*** Records for the task Section Begins ***

//! In-flight request table. One entry per URL being fetched or recently
//! fetched; concurrent callers for the same URL coalesce onto the entry
//! instead of issuing their own network calls.

use std::collections::HashMap;
use std::sync::atomic::{AtomicU64, Ordering};
use std::sync::{Arc, Mutex, MutexGuard, PoisonError};
use std::time::{Duration, Instant};

use tokio::sync::watch;

use super::Response;

type Slot = Option<Arc<Response>>;

enum Entry {
    /// A fetch is running. Waiters hold a clone of the receiver; the value
    /// flips to `Some` when the owner publishes.
    Pending { id: u64, rx: watch::Receiver<Slot> },
    /// A fetch finished recently. Served as-is within the freshness window.
    Done {
        response: Arc<Response>,
        completed_at: Instant,
    },
}

/// Outcome of resolving a URL against the table.
pub(crate) enum Claim {
    /// Caller owns the network call and must publish through [`InflightTable::complete`].
    Owner { id: u64, tx: watch::Sender<Slot> },
    /// Another caller owns the call; await the receiver.
    Wait { id: u64, rx: watch::Receiver<Slot> },
    /// A response completed within the freshness window.
    Fresh(Arc<Response>),
}

pub(crate) struct InflightTable {
    entries: Mutex<HashMap<String, Entry>>,
    ttl: Duration,
    capacity: usize,
    next_id: AtomicU64,
}

impl InflightTable {
    pub(crate) fn new(ttl: Duration, capacity: usize) -> Self {
        Self {
            entries: Mutex::new(HashMap::new()),
            ttl,
            capacity,
            next_id: AtomicU64::new(1),
        }
    }

    fn lock(&self) -> MutexGuard<'_, HashMap<String, Entry>> {
        self.entries.lock().unwrap_or_else(PoisonError::into_inner)
    }

    /// Resolve `url` against the table. `use_window` is the caller's caching
    /// flag: when false, a completed entry is ignored and the caller becomes
    /// the new owner, but a pending entry is still coalesced onto.
    pub(crate) fn claim(&self, url: &str, use_window: bool) -> Claim {
        let mut entries = self.lock();

        match entries.get(url) {
            Some(Entry::Pending { id, rx }) => {
                return Claim::Wait {
                    id: *id,
                    rx: rx.clone(),
                }
            }
            Some(Entry::Done {
                response,
                completed_at,
            }) => {
                if use_window && completed_at.elapsed() <= self.ttl {
                    return Claim::Fresh(response.clone());
                }
                // Stale, or the caller wants the window skipped: the slot is
                // taken over below.
            }
            None => {}
        }

        if !entries.contains_key(url) && entries.len() >= self.capacity {
            self.evict_completed(&mut entries);
        }

        let id = self.next_id.fetch_add(1, Ordering::Relaxed);
        let (tx, rx) = watch::channel(None);
        entries.insert(url.to_string(), Entry::Pending { id, rx });
        Claim::Owner { id, tx }
    }

    /// Publish the owner's result. The table is updated before waiters are
    /// woken, so a caller arriving after the wake-up never sees a pending
    /// entry for a finished fetch. With `keep` the response stays behind for
    /// the freshness window; without it the slot is freed immediately.
    pub(crate) fn complete(
        &self,
        url: &str,
        id: u64,
        tx: watch::Sender<Slot>,
        response: Arc<Response>,
        keep: bool,
    ) {
        {
            let mut entries = self.lock();
            if matches!(entries.get(url), Some(Entry::Pending { id: current, .. }) if *current == id)
            {
                if keep {
                    entries.insert(
                        url.to_string(),
                        Entry::Done {
                            response: response.clone(),
                            completed_at: Instant::now(),
                        },
                    );
                } else {
                    entries.remove(url);
                }
            }
        }
        let _ = tx.send(Some(response));
    }

    /// Drop a pending entry whose owner went away without publishing.
    /// Removes only the entry with the matching claim id.
    pub(crate) fn forget_abandoned(&self, url: &str, id: u64) {
        let mut entries = self.lock();
        if matches!(entries.get(url), Some(Entry::Pending { id: current, .. }) if *current == id) {
            entries.remove(url);
        }
    }

    /// Half-clear: drop the oldest completed entries until the table is at
    /// half capacity. Pending entries are never touched.
    fn evict_completed(&self, entries: &mut HashMap<String, Entry>) {
        let target = self.capacity / 2;

        let mut completed: Vec<(String, Instant)> = entries
            .iter()
            .filter_map(|(url, entry)| match entry {
                Entry::Done { completed_at, .. } => Some((url.clone(), *completed_at)),
                Entry::Pending { .. } => None,
            })
            .collect();
        completed.sort_by_key(|(_, completed_at)| *completed_at);

        for (url, _) in completed {
            if entries.len() <= target {
                break;
            }
            entries.remove(&url);
        }

        tracing::debug!(remaining = entries.len(), "request table half-clear");
    }

    #[cfg(test)]
    fn len(&self) -> usize {
        self.lock().len()
    }
}

#[cfg(test)]
mod tests {
    use super::*;

    fn ok_response(status: u16) -> Arc<Response> {
        Arc::new(Response {
            status,
            body: bytes::Bytes::from_static(b"body"),
            headers: HashMap::new(),
            error: None,
        })
    }

    fn own(table: &InflightTable, url: &str) -> (u64, watch::Sender<Slot>) {
        match table.claim(url, true) {
            Claim::Owner { id, tx } => (id, tx),
            _ => panic!("expected to own the slot for {url}"),
        }
    }

    #[test]
    fn test_first_claim_owns_slot() {
        let table = InflightTable::new(Duration::from_secs(5), 100);
        assert!(matches!(table.claim("https://a", true), Claim::Owner { .. }));
    }

    #[test]
    fn test_second_claim_waits_on_pending() {
        let table = InflightTable::new(Duration::from_secs(5), 100);
        let _owner = own(&table, "https://a");
        assert!(matches!(table.claim("https://a", true), Claim::Wait { .. }));
    }

    #[test]
    fn test_completed_entry_served_within_window() {
        let table = InflightTable::new(Duration::from_secs(5), 100);
        let (id, tx) = own(&table, "https://a");
        table.complete("https://a", id, tx, ok_response(200), true);

        match table.claim("https://a", true) {
            Claim::Fresh(response) => assert_eq!(response.status, 200),
            _ => panic!("expected fresh response"),
        }
    }

    #[test]
    fn test_failures_are_kept_like_successes() {
        let table = InflightTable::new(Duration::from_secs(5), 100);
        let (id, tx) = own(&table, "https://a");
        table.complete(
            "https://a",
            id,
            tx,
            Arc::new(Response::failure("connect refused")),
            true,
        );

        match table.claim("https://a", true) {
            Claim::Fresh(response) => {
                assert_eq!(response.status, 0);
                assert!(response.error.is_some());
            }
            _ => panic!("expected the failure to be replayed"),
        }
    }

    #[test]
    fn test_stale_entry_is_reclaimed() {
        let table = InflightTable::new(Duration::ZERO, 100);
        let (id, tx) = own(&table, "https://a");
        table.complete("https://a", id, tx, ok_response(200), true);

        // TTL is zero, so the completed entry is already stale.
        assert!(matches!(table.claim("https://a", true), Claim::Owner { .. }));
    }

    #[test]
    fn test_window_skipped_when_caching_disabled() {
        let table = InflightTable::new(Duration::from_secs(5), 100);
        let (id, tx) = own(&table, "https://a");
        table.complete("https://a", id, tx, ok_response(200), true);

        assert!(matches!(table.claim("https://a", false), Claim::Owner { .. }));
    }

    #[test]
    fn test_pending_still_coalesced_when_caching_disabled() {
        let table = InflightTable::new(Duration::from_secs(5), 100);
        let _owner = own(&table, "https://a");
        assert!(matches!(table.claim("https://a", false), Claim::Wait { .. }));
    }

    #[test]
    fn test_complete_without_keep_frees_slot() {
        let table = InflightTable::new(Duration::from_secs(5), 100);
        let (id, tx) = own(&table, "https://a");
        table.complete("https://a", id, tx, ok_response(200), false);

        assert_eq!(table.len(), 0);
        assert!(matches!(table.claim("https://a", true), Claim::Owner { .. }));
    }

    #[test]
    fn test_waiters_wake_with_published_response() {
        let table = InflightTable::new(Duration::from_secs(5), 100);
        let (id, tx) = own(&table, "https://a");

        let mut rx = match table.claim("https://a", true) {
            Claim::Wait { rx, .. } => rx,
            _ => panic!("expected to wait"),
        };

        table.complete("https://a", id, tx, ok_response(204), true);
        assert_eq!(
            rx.borrow_and_update().as_ref().map(|r| r.status),
            Some(204)
        );
    }

    #[test]
    fn test_overflow_half_clears_completed_entries() {
        let table = InflightTable::new(Duration::from_secs(60), 4);
        for i in 0..4 {
            let url = format!("https://done/{i}");
            let (id, tx) = own(&table, &url);
            table.complete(&url, id, tx, ok_response(200), true);
        }
        assert_eq!(table.len(), 4);

        // The fifth claim trips the half-clear before inserting itself.
        let _owner = own(&table, "https://new");
        assert_eq!(table.len(), 3);
    }

    #[test]
    fn test_half_clear_never_evicts_pending() {
        let table = InflightTable::new(Duration::from_secs(60), 2);
        let _p1 = own(&table, "https://pending/1");
        let _p2 = own(&table, "https://pending/2");

        let _p3 = own(&table, "https://pending/3");

        // Nothing was completed, so nothing could be evicted.
        assert_eq!(table.len(), 3);
        assert!(matches!(
            table.claim("https://pending/1", true),
            Claim::Wait { .. }
        ));
    }

    #[test]
    fn test_forget_abandoned_respects_claim_id() {
        let table = InflightTable::new(Duration::from_secs(5), 100);
        let (stale_id, stale_tx) = own(&table, "https://a");
        table.forget_abandoned("https://a", stale_id);

        // A new owner claims the slot; the stale id no longer matches.
        let (new_id, _tx) = own(&table, "https://a");
        table.forget_abandoned("https://a", stale_id);
        assert_eq!(table.len(), 1);
        assert!(matches!(table.claim("https://a", true), Claim::Wait { .. }));

        table.forget_abandoned("https://a", new_id);
        assert_eq!(table.len(), 0);
        drop(stale_tx);
    }
}
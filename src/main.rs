use clap::Parser;
use tracing_subscriber::{fmt, prelude::*, EnvFilter};

use tributary::app::AppContext;
use tributary::cli::{commands, Cli, Commands};
use tributary::config::Config;

#[tokio::main]
async fn main() -> anyhow::Result<()> {
    // Initialize tracing
    tracing_subscriber::registry()
        .with(fmt::layer())
        .with(EnvFilter::from_default_env())
        .init();

    let cli = Cli::parse();
    let config = match &cli.config {
        Some(path) => Config::load_from(path)?,
        None => Config::load()?,
    };
    let ctx = AppContext::new(config)?;

    match cli.command {
        Commands::Refresh => {
            commands::refresh(&ctx).await?;
        }
        Commands::Myfeed => {
            commands::refresh_my_feed(&ctx).await?;
        }
        Commands::Articles { feed_id, limit } => {
            commands::list_articles(&ctx, &feed_id, limit)?;
        }
        Commands::Counts => {
            commands::show_counts(&ctx)?;
        }
        Commands::Show { url, category } => {
            commands::show(&ctx, url.as_deref(), category.as_deref()).await?;
        }
        Commands::Read { url } => {
            commands::mark_read(&ctx, &url)?;
        }
        Commands::Media { url } => {
            commands::fetch_media(&ctx, &url).await?;
        }
        Commands::Cleanup => {
            commands::cleanup(&ctx)?;
        }
        Commands::Clear { feed_id } => {
            commands::clear(&ctx, feed_id.as_deref())?;
        }
    }

    Ok(())
}
//! # Tributary
//!
//! An offline-first news aggregation core: background refresh, shared HTTP
//! fetching, persistent article caching, and unread tracking.
//!
//! ## Architecture
//!
//! ```text
//! Sources → Orchestrator → Store + Tracking
//!     ↘ Foreground loads ↗
//! ```
//!
//! - [`client`]: throttled HTTP client that collapses identical in-flight
//!   requests into one network call
//! - [`source`]: pluggable fetchers that turn feeds and category listings
//!   into article metadata
//! - [`orchestrator`]: bounded background refresh queue with completion
//!   signaling
//! - [`store`]: SQLite article cache with tiered retention
//! - [`tracking`]: unread/viewed bookkeeping behind badge counts
//!
//! ## Quick Start
//!
//! ```bash
//! # Refresh everything configured
//! tributary refresh
//!
//! # What's cached on the front page?
//! tributary articles
//!
//! # Unread badges
//! tributary counts
//!
//! # Load one feed right now
//! tributary show --url https://blog.rust-lang.org/feed.xml
//! ```

/// Application context and error handling.
///
/// The [`AppContext`](app::AppContext) struct wires together all components:
/// client, store, tracking, sources, orchestrator.
pub mod app;

/// In-memory LRU cache with eviction callbacks.
pub mod cache;

/// Generation-counter cancellation for user-visible loads.
pub mod cancel;

/// Throttled, deduplicating HTTP client.
///
/// - [`HttpClient`](client::HttpClient): reqwest-based client behind a
///   semaphore
/// - [`FetchOptions`](client::FetchOptions): per-request knobs, including
///   opting out of request sharing
pub mod client;

/// Command-line interface using clap.
///
/// - `refresh` - Background-refresh everything configured
/// - `myfeed` - Refresh the personalized feed
/// - `articles [feed_id]` - List cached articles
/// - `counts` - Unread badge counts
/// - `show --url/--category` - Foreground load
pub mod cli;

/// Configuration management.
///
/// Loads from `~/.config/tributary/config.toml`: HTTP limits, retention
/// paths, orchestrator pacing, followed categories, and the feed catalog.
pub mod config;

/// Core domain models.
///
/// - [`CachedArticle`](domain::CachedArticle): one cached article summary
/// - Well-known feed ids and the derived per-feed cache key
pub mod domain;

/// Foreground feed loading with explicit cancellation.
pub mod foreground;

/// Background fetch orchestration.
///
/// - [`FetchOrchestrator`](orchestrator::FetchOrchestrator): FIFO queue,
///   bounded concurrency, genuine completion signaling
/// - [`FetchTask`](orchestrator::FetchTask): category, feed, and personal
///   feed work items
pub mod orchestrator;

/// Pluggable article sources.
///
/// - [`SourceFetcher`](source::SourceFetcher): async trait each provider
///   implements
/// - [`RssFetcher`](source::RssFetcher): RSS/Atom via feed-rs
/// - [`CatalogSource`](source::CatalogSource): category listings backed by
///   a configured feed catalog
pub mod source;

/// SQLite persistence layer.
///
/// - [`ArticleStore`](store::ArticleStore): trait defining cache operations
/// - [`SqliteArticleStore`](store::SqliteArticleStore): SQLite
///   implementation with tiered retention
pub mod store;

/// Unread/viewed tracking behind badge counts.
pub mod tracking;
//! Generation-token cancellation for foreground fetches.
//!
//! There is no in-flight network cancellation. A foreground load instead
//! snapshots the current generation; starting a newer load bumps the counter,
//! and every continuation of the older load checks its token before mutating
//! shared state and drops silently when stale. Background orchestration
//! deliberately does not participate in this scheme.

use std::sync::atomic::{AtomicU64, Ordering};
use std::sync::Arc;

/// Source of foreground-fetch generations.
#[derive(Debug, Default, Clone)]
pub struct CancelSource {
    current: Arc<AtomicU64>,
}

impl CancelSource {
    pub fn new() -> Self {
        Self::default()
    }

    /// Begin a new generation, invalidating every previously issued token.
    pub fn begin(&self) -> CancelToken {
        let generation = self.current.fetch_add(1, Ordering::SeqCst) + 1;
        CancelToken {
            generation,
            current: self.current.clone(),
        }
    }
}

/// Snapshot of one generation, checked at continuation boundaries.
#[derive(Debug, Clone)]
pub struct CancelToken {
    generation: u64,
    current: Arc<AtomicU64>,
}

impl CancelToken {
    /// True once a newer generation has been started.
    pub fn is_cancelled(&self) -> bool {
        self.current.load(Ordering::SeqCst) != self.generation
    }
}
use async_trait::async_trait;
use chrono::Utc;
use feed_rs::parser;
use html_escape::decode_html_entities;

use crate::app::{Result, TributaryError};
use crate::client::{FetchOptions, HttpClient};
use crate::domain::CachedArticle;
use crate::source::{ArticleSink, SourceFetcher, SourceRequest};

pub const RSS_PROVIDER: &str = "rss";

/// Syndication fetcher: downloads one RSS/Atom feed and delivers its entries
/// as article metadata. Entries without a link or a title are skipped.
pub struct RssFetcher {
    client: HttpClient,
}

impl RssFetcher {
    pub fn new(client: HttpClient) -> Self {
        Self { client }
    }
}

#[async_trait]
impl SourceFetcher for RssFetcher {
    fn provider(&self) -> &str {
        RSS_PROVIDER
    }

    async fn fetch(&self, request: &SourceRequest, sink: &dyn ArticleSink) -> Result<()> {
        let url = request
            .url
            .as_deref()
            .ok_or_else(|| TributaryError::Fetch("syndication fetch needs a feed url".into()))?;

        let response = self.client.fetch(url, &FetchOptions::default()).await;
        if response.status == 0 {
            let message = response
                .error
                .clone()
                .unwrap_or_else(|| "network failure".into());
            return Err(TributaryError::Fetch(format!("{url}: {message}")));
        }
        if !response.is_success() {
            return Err(TributaryError::Fetch(format!(
                "{url} returned HTTP {}",
                response.status
            )));
        }

        let feed = parser::parse(response.body.as_ref())
            .map_err(|e| TributaryError::FeedParse(e.to_string()))?;

        let source_name = request.name.clone().or_else(|| {
            feed.title
                .as_ref()
                .map(|t| decode_html_entities(&t.content).to_string())
        });
        if let Some(label) = &source_name {
            sink.set_label(label);
        }
        let logo_url = feed
            .logo
            .as_ref()
            .map(|l| l.uri.clone())
            .or_else(|| feed.icon.as_ref().map(|i| i.uri.clone()));

        // The parse succeeded, so whatever was delivered before is stale.
        sink.clear_items();

        let mut delivered = 0usize;
        for entry in feed.entries {
            let Some(link) = entry.links.first().map(|l| l.href.clone()) else {
                continue;
            };
            let Some(title) = entry
                .title
                .as_ref()
                .map(|t| decode_html_entities(&t.content).to_string())
                .filter(|t| !t.is_empty())
            else {
                continue;
            };

            let mut article = CachedArticle::new(link, title, request.feed_id.clone());
            article.published_at = entry
                .published
                .or(entry.updated)
                .map(|dt| dt.with_timezone(&Utc));
            article.thumbnail_url = entry
                .media
                .first()
                .and_then(|m| m.thumbnails.first().map(|t| t.image.uri.clone()));
            article.source_name = source_name.clone();
            article.logo_url = logo_url.clone();
            article.category_id = request.category_id.clone();

            sink.add_item(article);
            delivered += 1;
        }

        tracing::debug!(%url, delivered, "syndication fetch complete");
        Ok(())
    }
}
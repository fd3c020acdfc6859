use std::path::Path;
use std::sync::{Mutex, MutexGuard, PoisonError};

use chrono::{DateTime, Utc};
use rusqlite::{params, Connection};
use rusqlite_migration::{Migrations, M};

use crate::app::{Result, TributaryError};
use crate::domain::{CachedArticle, FRONTPAGE_FEED_ID};
use crate::store::ArticleStore;

/// The frontpage tier turns over quickly; everything else keeps a month of
/// history.
const FRONTPAGE_ROW_CAP: usize = 120;
const FRONTPAGE_MAX_AGE_SECS: i64 = 48 * 60 * 60;
const FEED_ROW_CAP: usize = 200;
const FEED_MAX_AGE_SECS: i64 = 30 * 24 * 60 * 60;

/// SQLite-backed [`ArticleStore`]. A store that fails to open or migrate is
/// permanently degraded: every operation becomes a logged no-op, so a broken
/// database file costs cached articles but never the session.
pub struct SqliteArticleStore {
    conn: Option<Mutex<Connection>>,
}

impl SqliteArticleStore {
    pub fn open<P: AsRef<Path>>(path: P) -> Self {
        let path = path.as_ref();
        match Self::try_open(path) {
            Ok(store) => store,
            Err(e) => {
                tracing::error!(path = %path.display(), error = %e, "article store unavailable, running degraded");
                Self { conn: None }
            }
        }
    }

    pub fn in_memory() -> Self {
        let opened = Connection::open_in_memory()
            .map_err(TributaryError::from)
            .and_then(Self::from_connection);
        match opened {
            Ok(store) => store,
            Err(e) => {
                tracing::error!(error = %e, "article store unavailable, running degraded");
                Self { conn: None }
            }
        }
    }

    fn try_open(path: &Path) -> Result<Self> {
        if let Some(parent) = path.parent() {
            std::fs::create_dir_all(parent)?;
        }
        let conn = Connection::open(path)?;
        Self::from_connection(conn)
    }

    fn from_connection(mut conn: Connection) -> Result<Self> {
        let migrations = Migrations::new(vec![M::up(include_str!(
            "../../migrations/001-initial/up.sql"
        ))]);
        migrations
            .to_latest(&mut conn)
            .map_err(|e| TributaryError::Other(format!("migration failed: {e}")))?;

        Ok(Self {
            conn: Some(Mutex::new(conn)),
        })
    }

    pub fn is_degraded(&self) -> bool {
        self.conn.is_none()
    }

    fn lock(&self) -> Option<MutexGuard<'_, Connection>> {
        self.conn
            .as_ref()
            .map(|conn| conn.lock().unwrap_or_else(PoisonError::into_inner))
    }

    /// Run one statement batch against the connection, swallowing failures
    /// into `default`. The degraded store short-circuits here.
    fn with_conn<T>(
        &self,
        operation: &str,
        default: T,
        f: impl FnOnce(&Connection) -> rusqlite::Result<T>,
    ) -> T {
        let Some(conn) = self.lock() else {
            return default;
        };
        match f(&conn) {
            Ok(value) => value,
            Err(e) => {
                tracing::error!(operation, error = %e, "article store operation failed");
                default
            }
        }
    }

    fn upsert(&self, article: &CachedArticle, cached_at: i64) -> bool {
        self.with_conn("cache_article", false, |conn| {
            let changed = conn.execute(
                "INSERT INTO cached_articles
                     (url, title, thumbnail_url, published_at, feed_id, cached_at,
                      source_name, logo_url, category_id)
                 VALUES (?1, ?2, ?3, ?4, ?5, ?6, ?7, ?8, ?9)
                 ON CONFLICT(url, feed_id) DO UPDATE SET
                     title = excluded.title,
                     thumbnail_url = excluded.thumbnail_url,
                     published_at = excluded.published_at,
                     cached_at = excluded.cached_at,
                     source_name = excluded.source_name,
                     logo_url = excluded.logo_url,
                     category_id = excluded.category_id",
                params![
                    article.url,
                    article.title,
                    article.thumbnail_url,
                    article.published_at.map(|dt| dt.to_rfc3339()),
                    article.feed_id,
                    cached_at,
                    article.source_name,
                    article.logo_url,
                    article.category_id
                ],
            )?;
            Ok(changed > 0)
        })
    }

    fn parse_datetime(s: &str) -> Option<DateTime<Utc>> {
        DateTime::parse_from_rfc3339(s)
            .map(|dt| dt.with_timezone(&Utc))
            .ok()
            .or_else(|| s.parse::<DateTime<Utc>>().ok())
    }
}

impl ArticleStore for SqliteArticleStore {
    fn cache_article(&self, article: &CachedArticle) -> bool {
        if article.url.is_empty() || article.title.is_empty() || article.feed_id.is_empty() {
            tracing::debug!(url = %article.url, feed_id = %article.feed_id, "rejecting article with blank key fields");
            return false;
        }
        self.upsert(article, Utc::now().timestamp())
    }

    fn articles(&self, feed_id: &str, limit: Option<usize>) -> Vec<CachedArticle> {
        self.with_conn("articles", Vec::new(), |conn| {
            let mut stmt = conn.prepare(
                "SELECT url, title, thumbnail_url, published_at, feed_id, cached_at,
                        source_name, logo_url, category_id
                 FROM cached_articles WHERE feed_id = ?1
                 ORDER BY cached_at DESC, published_at DESC
                 LIMIT ?2",
            )?;

            let articles = stmt
                .query_map(
                    params![feed_id, limit.map(|l| l as i64).unwrap_or(-1)],
                    |row| {
                        Ok(CachedArticle {
                            url: row.get(0)?,
                            title: row.get(1)?,
                            thumbnail_url: row.get(2)?,
                            published_at: row
                                .get::<_, Option<String>>(3)?
                                .and_then(|s| Self::parse_datetime(&s)),
                            feed_id: row.get(4)?,
                            cached_at: row.get(5)?,
                            source_name: row.get(6)?,
                            logo_url: row.get(7)?,
                            category_id: row.get(8)?,
                        })
                    },
                )?
                .collect::<std::result::Result<Vec<_>, _>>()?;

            Ok(articles)
        })
    }

    fn article_count(&self, feed_id: &str) -> usize {
        self.with_conn("article_count", 0, |conn| {
            let count: i64 = conn.query_row(
                "SELECT COUNT(*) FROM cached_articles WHERE feed_id = ?1",
                params![feed_id],
                |row| row.get(0),
            )?;
            Ok(count as usize)
        })
    }

    fn cleanup(&self) {
        if self.is_degraded() {
            return;
        }

        let now = Utc::now().timestamp();
        let removed = self.with_conn("cleanup", 0, |conn| {
            // Phase one: tier-specific age cutoffs.
            let mut removed = conn.execute(
                "DELETE FROM cached_articles WHERE feed_id = ?1 AND cached_at < ?2",
                params![FRONTPAGE_FEED_ID, now - FRONTPAGE_MAX_AGE_SECS],
            )?;
            removed += conn.execute(
                "DELETE FROM cached_articles WHERE feed_id != ?1 AND cached_at < ?2",
                params![FRONTPAGE_FEED_ID, now - FEED_MAX_AGE_SECS],
            )?;

            // Phase two: per-feed row caps, keeping the most recent rows.
            let feed_ids: Vec<String> = conn
                .prepare("SELECT DISTINCT feed_id FROM cached_articles")?
                .query_map([], |row| row.get(0))?
                .collect::<std::result::Result<Vec<_>, _>>()?;

            for feed_id in feed_ids {
                let cap = if feed_id == FRONTPAGE_FEED_ID {
                    FRONTPAGE_ROW_CAP
                } else {
                    FEED_ROW_CAP
                };
                removed += conn.execute(
                    "DELETE FROM cached_articles
                     WHERE feed_id = ?1 AND url IN (
                         SELECT url FROM cached_articles WHERE feed_id = ?1
                         ORDER BY cached_at DESC, published_at DESC
                         LIMIT -1 OFFSET ?2
                     )",
                    params![feed_id, cap as i64],
                )?;
            }

            conn.execute("VACUUM", [])?;
            Ok(removed)
        });

        tracing::info!(removed, "article store cleanup finished");
    }

    fn clear_feed(&self, feed_id: &str) {
        let removed = self.with_conn("clear_feed", 0, |conn| {
            let removed = conn.execute(
                "DELETE FROM cached_articles WHERE feed_id = ?1",
                params![feed_id],
            )?;
            conn.execute("VACUUM", [])?;
            Ok(removed)
        });
        tracing::debug!(feed_id, removed, "cleared cached articles for feed");
    }

    fn clear_all(&self) {
        let removed = self.with_conn("clear_all", 0, |conn| {
            let removed = conn.execute("DELETE FROM cached_articles", [])?;
            conn.execute("VACUUM", [])?;
            Ok(removed)
        });
        tracing::info!(removed, "cleared all cached articles");
    }
}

*** Records for the task Section Ends ***

◆ What the task requires ◆
All that is wanted is a faithful reproduction of the line above with "if let Some(label)", the line with "const FEED_ROW_CAP: usize = 200;", and every line in between.

◆ Answer space ◆
        if let Some(label) = &source_name {
            sink.set_label(label);
        }
        let logo_url = feed
            .logo
            .as_ref()
            .map(|l| l.uri.clone())
            .or_else(|| feed.icon.as_ref().map(|i| i.uri.clone()));

        // The parse succeeded, so whatever was delivered before is stale.
        sink.clear_items();

        let mut delivered = 0usize;
        for entry in feed.entries {
            let Some(link) = entry.links.first().map(|l| l.href.clone()) else {
                continue;
            };
            let Some(title) = entry
                .title
                .as_ref()
                .map(|t| decode_html_entities(&t.content).to_string())
                .filter(|t| !t.is_empty())
            else {
                continue;
            };

            let mut article = CachedArticle::new(link, title, request.feed_id.clone());
            article.published_at = entry
                .published
                .or(entry.updated)
                .map(|dt| dt.with_timezone(&Utc));
            article.thumbnail_url = entry
                .media
                .first()
                .and_then(|m| m.thumbnails.first().map(|t| t.image.uri.clone()));
            article.source_name = source_name.clone();
            article.logo_url = logo_url.clone();
            article.category_id = request.category_id.clone();

            sink.add_item(article);
            delivered += 1;
        }

        tracing::debug!(%url, delivered, "syndication fetch complete");
        Ok(())
    }
}
repository fd3c020acdfc6859
use std::path::Path;
use std::sync::{Mutex, MutexGuard, PoisonError};

use chrono::{DateTime, Utc};
use rusqlite::{params, Connection};
use rusqlite_migration::{Migrations, M};

use crate::app::{Result, TributaryError};
use crate::domain::{CachedArticle, FRONTPAGE_FEED_ID};
use crate::store::ArticleStore;

/// The frontpage tier turns over quickly; everything else keeps a month of
/// history.
const FRONTPAGE_ROW_CAP: usize = 120;
const FRONTPAGE_MAX_AGE_SECS: i64 = 48 * 60 * 60;
const FEED_ROW_CAP: usize = 200;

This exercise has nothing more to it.